The bus is 8 bits wide, so if you use 4 to encode the instruction you'll always have 4 left for an address (or a constant). That means you can handle each (memory-related) instruction "in one go". If you want larger addresses then you'd have to either make the bus wider or load the MAR (Memory Address Register) in steps.
As for the manual input: there are also rotary encoder switches with 16 positions, so you can use two of those for inputting a byte. They are a bit costly though, ~ 2€ per piece.
Spent 2 hours trying to find our why the counter wasnt working but apparently pin 1 and 9 have to be tied high and it never was in the video. WORD OF CAUTION EVERYONE
yes!
4:42 counter acts strangely
So your programs can only be 16 bit max ?
TheKetsa
had it been great if it were 16-bit.. it's only 16 cycles :)
Yeah, how is this going to work ?
TheKetsa
The program counter is only a 4 bit counter.

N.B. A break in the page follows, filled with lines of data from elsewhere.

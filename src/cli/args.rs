//! Command-line arguments for the `cts` runner.

use clap::{Parser, Subcommand};

/// The main CLI argument structure.
#[derive(Debug, Parser)]
#[command(
    name = "cts",
    version,
    about = "Lists and runs conformance test cases against the reference device."
)]
pub struct CtsArgs {
    /// Disable colored output.
    #[arg(long, global = true)]
    pub no_color: bool,

    /// Print diagnostics and byte diffs for every non-passing case.
    #[arg(short, long, global = true)]
    pub verbose: bool,

    #[command(subcommand)]
    pub command: Command,
}

#[derive(Debug, Subcommand)]
pub enum Command {
    /// List the cases selected by the queries (all cases when none are given).
    List {
        /// `suite[:path[:test[:params]]]` or a `?q=...` query string.
        queries: Vec<String>,

        /// Emit the listing as JSON.
        #[arg(long)]
        json: bool,
    },
    /// Run the cases selected by the queries.
    Run {
        /// `suite[:path[:test[:params]]]` or a `?q=...` query string.
        queries: Vec<String>,
    },
}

If this was 16 bit, you'd be able to do way more than this.. because with 4bits you only have 16 cycles but with 16 bits you could have up to 2^16 which is about 65,000 cycles!
16 cycles was what I meant, sorry I am not an english native speaker.
Russell Teapot
yeah it makes a lot of sense, thanks for the clarification :)
that said, you can't have more than 16 iterations in the loop anyways. I mean, you can program it to print out 01010101010...
Or
0,1,2,3,4,5,6,7,8,9,10,11,12,13,14,15,0,1,2,3,...
but after 16 cycles it must repeat.. it can't keep updating new values, or can it ??
I may be asking much here, but say 2018, can we breadboard a quantum computer, please? Only one qbit. Please!!!!
Contango1000
who knows, we may have quantum logic chips in the near future for cheap :)
Given that quantum logic is only really stable on sub-spacial temperatures..... Maybe if you buy one of the mega-freezer racks and put your breadboard in here, with your **AMAZING** quantum gates, which will not draw current but will still make salty your bills
Late, but consider this: we're breadboarding something that was just barely possible in high tech labs 70 years ago. Quantum computing is barely possible in high tech labs right now. So maybe i 70 years you can get a cheap chip with a laser chiller trapping and poking around a few cubits for you.
@@galfisk Maybe you can not build your own yet, but you can run your experiments, for free, on a REAL quantum computer. See "Learn with IBM Quantum Experience" th-cam.com/video/pwwuF-DaPk0/w-d-xo.html. Its is fun, I did it a year ago.
I'M STIIIIIILL
IN A DREEEEAAAAM
Ben Eater!
*dum dum dum duuuuuh*
Great content though!
I have a question. At 6:00 when you bring the counter enable low, the counter stops counting. But then a second (maybe clock tick?) later it clears out the counter completely. Is that how it is supposed to perform?